Essa degradação da região atinge os cerca de 27,8 milhões de habitantes que vivem nos 1.267 municípios do semiárido. Desses, 62% estão nas cidades, mas 38% estão no campo. A desertificação da região, impulsionada também pelo desmatamento, pode tornar a terra improdutiva e inviabilizar a agropecuária.
A área classificada como semiárida está em expansão em direção ao oeste do Nordeste, pelos estados do Piauí e da Bahia e também no norte de Minas Gerais, a uma velocidade de 75 mil km² por década. Mas o estudo do Cemaden não se restringiu apenas a descrever a situação na região árida.

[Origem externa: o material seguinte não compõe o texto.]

//! Forecast pipeline
//!
//! Orchestrates one forecast request end to end: baseline statistics,
//! anomaly detection, plan-event extraction, prompt assembly, the single
//! provider call, guardrail normalization, and history backfill. Provider
//! trouble never surfaces as an error; it degrades the result to a
//! baseline-backed estimate with a lowered confidence.

mod augment;
mod guardrail;
pub mod types;

pub use types::{
    Correlation, ForecastItem, ForecastMetadata, ForecastResult, ForecastScenario, ItemSource,
    ProviderStatus, Recommendation,
};

use chrono::Utc;
use tracing::{info, warn};

use crate::ai::parsing::parse_forecast_response;
use crate::ai::{CompletionBackend, CompletionClient};
use crate::baseline::{AnomalySummary, BaselineMetrics};
use crate::config::ForecastConfig;
use crate::context::{PromptBuilder, SYSTEM_INSTRUCTION};
use crate::error::Error;
use crate::forecast::guardrail::{round_to_hundreds, Guardrail, NormalizedForecast};
use crate::history::CategoryHistoryIndex;
use crate::models::{ExpenseRecord, MonthlyStatistic, PlanSnapshot};
use crate::plan::extract_plan_events;

/// Confidence of a cold-start result (no history, no plan)
const COLD_START_CONFIDENCE: u8 = 30;
/// Confidence when the provider answered but the reply was unusable
const DEGRADED_PROVIDER_CONFIDENCE: u8 = 50;
/// Confidence when the provider could not be reached at all
const DEGRADED_TRANSPORT_CONFIDENCE: u8 = 45;
/// History length below which a quality note is attached
const SHORT_HISTORY_MONTHS: usize = 6;

/// Everything one forecast call needs, gathered by the caller
#[derive(Debug, Clone)]
pub struct ForecastRequest {
    /// Target period
    pub year: i32,
    pub month: u32,
    pub department_name: Option<String>,
    /// Chronologically ordered monthly aggregates
    pub monthly_statistics: Vec<MonthlyStatistic>,
    /// Raw expense records backing the per-category index
    pub history: Vec<ExpenseRecord>,
    /// Approved plan for the target period, when one exists
    pub plan: Option<PlanSnapshot>,
}

/// The spend-forecast engine: one provider client, one config, no state
/// between requests.
#[derive(Clone)]
pub struct ForecastEngine {
    client: CompletionClient,
    config: ForecastConfig,
}

impl ForecastEngine {
    pub fn new(client: CompletionClient, config: ForecastConfig) -> Self {
        Self { client, config }
    }

    /// Engine with default thresholds and a client built from the
    /// environment, falling back to the mock backend when no provider host
    /// is configured.
    pub fn from_env() -> Self {
        let client = CompletionClient::from_env().unwrap_or_else(|| {
            warn!("no completion provider configured, using mock backend");
            CompletionClient::mock()
        });
        Self::new(client, ForecastConfig::default())
    }

    /// Produce a forecast. Infallible by contract: provider failures and
    /// unusable replies degrade the result instead of erroring.
    pub async fn generate(&self, request: &ForecastRequest) -> ForecastResult {
        let baseline =
            BaselineMetrics::compute(&request.monthly_statistics, request.year, request.month);
        let anomalies =
            AnomalySummary::detect(&request.monthly_statistics, self.config.anomaly_sigma);
        let history = CategoryHistoryIndex::build(&request.history);
        let plan_events = extract_plan_events(request.plan.as_ref());

        let plan_is_empty = request
            .plan
            .as_ref()
            .map(|p| p.categories.is_empty())
            .unwrap_or(true);
        if request.monthly_statistics.is_empty() && history.is_empty() && plan_is_empty {
            info!(
                year = request.year,
                month = request.month,
                "cold start, skipping provider"
            );
            return self.cold_start_result(request, baseline, anomalies);
        }

        let prompt = PromptBuilder::new(
            request.year,
            request.month,
            request.department_name.as_deref(),
            &request.monthly_statistics,
            &baseline,
            &anomalies,
            &plan_events,
            &history,
            request.plan.as_ref(),
        )
        .build();

        let raw = match self.client.complete(SYSTEM_INSTRUCTION, &prompt).await {
            Ok(text) => match parse_forecast_response(&text) {
                Ok(raw) => raw,
                Err(err) => {
                    warn!(error = %err, "provider reply unparseable, degrading");
                    return self.degraded_result(request, baseline, anomalies, plan_events, err);
                }
            },
            Err(err) => {
                warn!(error = %err, host = self.client.host(), "provider call failed, degrading");
                return self.degraded_result(request, baseline, anomalies, plan_events, err);
            }
        };

        let guardrail = Guardrail::new(&history, request.plan.as_ref(), &self.config);
        let mut normalized = guardrail.normalize(raw);
        let backfilled = augment::backfill_items(
            &mut normalized.items,
            &history,
            request.plan.as_ref(),
            &self.config,
        );

        let quality_notes = self.quality_notes(request, &anomalies, backfilled);

        info!(
            total = normalized.forecast_total,
            items = normalized.items.len(),
            backfilled,
            "forecast generated"
        );

        self.assemble(
            request,
            baseline,
            anomalies,
            plan_events,
            normalized,
            quality_notes,
            ProviderStatus::Ok,
            true,
            None,
        )
    }

    fn cold_start_result(
        &self,
        request: &ForecastRequest,
        baseline: BaselineMetrics,
        anomalies: AnomalySummary,
    ) -> ForecastResult {
        let total = round_to_hundreds(Some(baseline.fallback_total()));
        let normalized = NormalizedForecast {
            forecast_total: total,
            confidence: COLD_START_CONFIDENCE,
            items: Vec::new(),
            scenarios: vec![self.baseline_scenario(total)],
            correlations: Vec::new(),
            recommendations: Vec::new(),
            summary: "Недостаточно данных для прогноза: нет истории расходов и утвержденного плана"
                .to_string(),
        };
        self.assemble(
            request,
            baseline,
            anomalies,
            Vec::new(),
            normalized,
            vec!["Прогноз построен без истории и плана".to_string()],
            ProviderStatus::Skipped,
            false,
            None,
        )
    }

    fn degraded_result(
        &self,
        request: &ForecastRequest,
        baseline: BaselineMetrics,
        anomalies: AnomalySummary,
        plan_events: Vec<crate::plan::PlanEvent>,
        err: Error,
    ) -> ForecastResult {
        let confidence = if err.is_transport() {
            DEGRADED_TRANSPORT_CONFIDENCE
        } else {
            DEGRADED_PROVIDER_CONFIDENCE
        };

        let total = round_to_hundreds(Some(baseline.fallback_total()));
        let mut quality_notes = self.quality_notes(request, &anomalies, 0);
        quality_notes.push("Прогноз построен по базовым метрикам без ответа модели".to_string());

        let normalized = NormalizedForecast {
            forecast_total: total,
            confidence,
            items: Vec::new(),
            scenarios: vec![self.baseline_scenario(total)],
            correlations: Vec::new(),
            recommendations: Vec::new(),
            summary: "Оценка по историческим средним: сервис прогнозирования недоступен"
                .to_string(),
        };
        self.assemble(
            request,
            baseline,
            anomalies,
            plan_events,
            normalized,
            quality_notes,
            ProviderStatus::Degraded,
            false,
            Some(err.to_string()),
        )
    }

    fn baseline_scenario(&self, total: f64) -> ForecastScenario {
        let delta = (total * self.config.range_delta_percent).max(self.config.range_delta_min);
        ForecastScenario {
            name: "base".to_string(),
            label: "Базовый".to_string(),
            probability: 100,
            total,
            range_min: round_to_hundreds(Some((total - delta).max(0.0))),
            range_max: round_to_hundreds(Some(total + delta)),
            description: "Оценка по базовым метрикам истории".to_string(),
        }
    }

    fn quality_notes(
        &self,
        request: &ForecastRequest,
        anomalies: &AnomalySummary,
        backfilled: usize,
    ) -> Vec<String> {
        let mut notes = Vec::new();
        if request.monthly_statistics.len() < SHORT_HISTORY_MONTHS {
            notes.push(format!(
                "История короче {} месяцев, надежность прогноза снижена",
                SHORT_HISTORY_MONTHS
            ));
        }
        if !anomalies.is_empty() {
            notes.push(format!(
                "Обнаружено аномальных месяцев: {}",
                anomalies.items.len()
            ));
        }
        if backfilled > 0 {
            notes.push(format!(
                "Добавлено позиций из исторических данных: {}",
                backfilled
            ));
        }
        notes
    }

    #[allow(clippy::too_many_arguments)]
    fn assemble(
        &self,
        request: &ForecastRequest,
        baseline: BaselineMetrics,
        anomalies: AnomalySummary,
        plan_events: Vec<crate::plan::PlanEvent>,
        normalized: NormalizedForecast,
        quality_notes: Vec<String>,
        provider_status: ProviderStatus,
        success: bool,
        error: Option<String>,
    ) -> ForecastResult {
        ForecastResult {
            success,
            forecast_total: normalized.forecast_total,
            confidence: normalized.confidence,
            items: normalized.items,
            scenarios: normalized.scenarios,
            correlations: normalized.correlations,
            recommendations: normalized.recommendations,
            summary: normalized.summary,
            quality_notes,
            baseline_metrics: baseline,
            anomaly_summary: anomalies,
            plan_context: plan_events,
            metadata: ForecastMetadata {
                model: self.client.model().to_string(),
                generated_at: Utc::now(),
                history_months: request.monthly_statistics.len(),
                provider_status,
            },
            error,
        }
    }
}

#[cfg(test)]
mod tests {
    use super::*;
    use crate::ai::MockBackend;
    use crate::models::{PlanCategory, PlanSnapshot};

    fn month(year: i32, month_no: u32, total: f64) -> MonthlyStatistic {
        MonthlyStatistic {
            year,
            month: month_no,
            count: 4,
            total,
            average: total / 4.0,
        }
    }

    fn record(id: i64, category: &str, amount: f64) -> ExpenseRecord {
        ExpenseRecord {
            id,
            category_id: Some(id),
            category_name: Some(category.to_string()),
            amount,
            request_date: "2025-03-10".parse().unwrap(),
            payment_date: None,
            status: None,
            counterparty: None,
        }
    }

    fn empty_request() -> ForecastRequest {
        ForecastRequest {
            year: 2025,
            month: 7,
            department_name: None,
            monthly_statistics: Vec::new(),
            history: Vec::new(),
            plan: None,
        }
    }

    #[tokio::test]
    async fn test_cold_start_skips_provider() {
        let engine = ForecastEngine::new(
            CompletionClient::Mock(MockBackend::failing(500)),
            ForecastConfig::default(),
        );
        // A failing backend proves the provider is never consulted
        let result = engine.generate(&empty_request()).await;

        assert!(!result.success);
        assert_eq!(result.confidence, 30);
        assert_eq!(result.metadata.provider_status, ProviderStatus::Skipped);
        assert_eq!(result.scenarios.len(), 1);
        assert_eq!(result.scenarios[0].name, "base");
        assert_eq!(result.forecast_total, 0.0);
    }

    #[tokio::test]
    async fn test_provider_error_degrades_with_baseline_total() {
        let engine = ForecastEngine::new(
            CompletionClient::Mock(MockBackend::failing(503)),
            ForecastConfig::default(),
        );
        let request = ForecastRequest {
            monthly_statistics: vec![
                month(2025, 4, 100_000.0),
                month(2025, 5, 100_000.0),
                month(2025, 6, 100_000.0),
            ],
            ..empty_request()
        };

        let result = engine.generate(&request).await;
        assert!(!result.success);
        assert_eq!(result.confidence, 50);
        assert_eq!(result.metadata.provider_status, ProviderStatus::Degraded);
        assert_eq!(result.forecast_total, 100_000.0);
        assert!(result.error.is_some());
        // Invariant holds in degraded results too
        assert_eq!(result.canonical_scenario().unwrap().total, result.forecast_total);
    }

    #[tokio::test]
    async fn test_unparseable_reply_degrades() {
        let engine = ForecastEngine::new(
            CompletionClient::Mock(MockBackend::with_response("нет никакого JSON")),
            ForecastConfig::default(),
        );
        let request = ForecastRequest {
            monthly_statistics: vec![month(2025, 6, 80_000.0)],
            ..empty_request()
        };

        let result = engine.generate(&request).await;
        assert!(!result.success);
        assert_eq!(result.metadata.provider_status, ProviderStatus::Degraded);
        assert_eq!(result.confidence, 50);
    }

    #[tokio::test]
    async fn test_successful_forecast_backfills_and_holds_invariant() {
        let reply = r#"{
            "forecast_total": 300000,
            "confidence": 80,
            "items": [{"description": "Аренда", "amount": 250000, "reasoning": "по утвержденному плану", "source": "plan"}],
            "scenarios": [{"name": "base", "label": "Базовый", "probability": 70, "total": 300000}],
            "summary": "ok"
        }"#;
        let engine = ForecastEngine::new(
            CompletionClient::Mock(MockBackend::with_response(reply)),
            ForecastConfig::default(),
        );
        let request = ForecastRequest {
            monthly_statistics: vec![month(2025, 5, 280_000.0), month(2025, 6, 300_000.0)],
            history: vec![
                record(1, "Аренда", 250_000.0),
                record(2, "Связь", 20_000.0),
                record(3, "Канцтовары", 3_000.0),
            ],
            plan: Some(PlanSnapshot {
                version: 1,
                approved_at: None,
                categories: vec![PlanCategory {
                    category_id: Some(1),
                    category_name: "Аренда".to_string(),
                    planned_amount: 250_000.0,
                    expense_type: None,
                    justification: None,
                    calculation_method: None,
                }],
            }),
            ..empty_request()
        };

        let result = engine.generate(&request).await;
        assert!(result.success);
        assert_eq!(result.metadata.provider_status, ProviderStatus::Ok);
        assert_eq!(result.confidence, 80);
        assert_eq!(result.forecast_total, 300_000.0);
        assert_eq!(result.canonical_scenario().unwrap().total, result.forecast_total);
        // Two history categories backfilled alongside the provider's item
        assert!(result.items.len() >= 3);
        assert!(result
            .quality_notes
            .iter()
            .any(|n| n.contains("исторических данных")));
    }
}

O levantamento também se debruçou sobre as condições de aridez de outros estados e constatou que o Centro-Oeste e a Amazônia também atravessam uma mudança no clima para regimes mais secos. O clima semiárido avança sobre áreas do clima subumido seco, que encolhem a uma velocidade de 12 mil km² a cada dez anos. Por isso, os autores do estudo afirmam que há uma aceleração do processo de secamento do clima.
Adaptação climática
Em Juazeiro, Ana Lucia tenta encontrar soluções para conviver com as altas temperaturas e a falta de chuvas. “Buscamos novas culturas que sejam resistentes a esse clima, como espécies de plantas forrageiras para alimentar os animais, hortaliças, usamos o canteiro econômico com lona para evitar infiltração, e usamos a matéria que a gente capina na cobertura dos canteiros e do roçado. Estamos replantando novas espécies, principalmente da Caatinga”.
Tomasella frisa que as soluções para essa adaptação climática já existem. “Não precisa ser uma grande inovação. É simplesmente adaptar alguma tecnologia que já existe e dessa forma nós conseguimos um uso muito mais eficiente do recurso hídrico”. No entanto, ele diz que é preciso adotar as medidas logo.
O estudo do Cemaden que descobriu a região de clima árido foi encomendado pelo próprio Ministério do Meio Ambiente. Por meio de nota, a pasta informou que vai lançar ainda neste ano um novo plano de combate à desertificação e mitigação dos efeitos da seca.